» **What you have to do**:
Scan the entries below for the word "Value". Copy out every line in which it occurs.
____
//! Adaptive pagination over `/search/issues`.
//!
//! The first page tells us how many results exist; only then do we know
//! how many more pages to fetch. One extra page is fetched inline, more
//! than one are fetched concurrently under the configured bound.

use futures::stream::{self, StreamExt};
use serde_json::Value;

use crate::error::ApiError;
use crate::github::{GitHubClient, MAX_PER_PAGE};

/// GitHub's search endpoint serves at most this many results per query.
pub const SEARCH_RESULT_LIMIT: usize = 1000;

#[derive(Clone, Debug)]
pub struct SearchOptions {
    pub sort: String,
    pub order: String,
    pub per_page: u32,
    /// Stop after this many results.
    pub max_results: Option<usize>,
    /// Maximum number of pages in flight at once.
    pub concurrency_limit: usize,
}

impl Default for SearchOptions {
    fn default() -> Self {
        Self {
            sort: "updated".to_string(),
            order: "desc".to_string(),
            per_page: MAX_PER_PAGE,
            max_results: None,
            concurrency_limit: 5,
        }
    }
}

impl GitHubClient {
    /// Fetches every result of `query`, truncated to `max_results` and to
    /// GitHub's search window.
    ///
    /// Items come back in API order. A failing page beyond the second is
    /// logged and contributes no items; a failing first or second page is
    /// returned as an error.
    pub async fn search_all_issues(
        &self,
        query: &str,
        options: &SearchOptions,
    ) -> Result<Vec<Value>, ApiError> {
        let per_page = options.per_page.clamp(1, MAX_PER_PAGE);
        let page_size = per_page as usize;

        tracing::debug!(query, "Fetching first page of search results");
        let first = self
            .search_issues(query, &options.sort, &options.order, per_page, 1)
            .await?;

        if first.total_count < 0 {
            tracing::warn!(total_count = first.total_count, "Negative total_count, treating as 0");
        }
        let total_count = first.total_count.max(0) as usize;
        let mut target = options.max_results.map_or(total_count, |max| max.min(total_count));
        if target > SEARCH_RESULT_LIMIT {
            tracing::warn!(
                total_count,
                limit = SEARCH_RESULT_LIMIT,
                "Search matched more results than GitHub serves, truncating"
            );
            target = SEARCH_RESULT_LIMIT;
        }
        tracing::debug!(total_count, target, "Search result count");

        let mut items = first.items;
        if items.len() >= target {
            items.truncate(target);
            return Ok(items);
        }

        let total_pages = target.div_ceil(page_size) as u32;

        if total_pages <= 2 {
            let second = self
                .search_issues(query, &options.sort, &options.order, per_page, 2)
                .await?;
            items.extend(second.items);
            items.truncate(target);
            return Ok(items);
        }

        tracing::debug!(pages = total_pages - 1, "Fetching remaining pages concurrently");
        let pages: Vec<Vec<Value>> = stream::iter(2..=total_pages)
            .map(|page| async move {
                match self
                    .search_issues(query, &options.sort, &options.order, per_page, page)
                    .await
                {
                    Ok(result) => result.items,
                    Err(e) => {
                        tracing::error!(page, error = %e, "Error fetching search page");
                        Vec::new()
                    }
                }
            })
            .buffered(options.concurrency_limit.max(1))
            .collect()
            .await;

        items.extend(pages.into_iter().flatten());
        tracing::debug!(collected = items.len(), "Collected search results");
        items.truncate(target);
        Ok(items)
    }
}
____
» **Output below**:
use serde_json::Value;
    ) -> Result<Vec<Value>, ApiError> {
        let pages: Vec<Vec<Value>> = stream::iter(2..=total_pages)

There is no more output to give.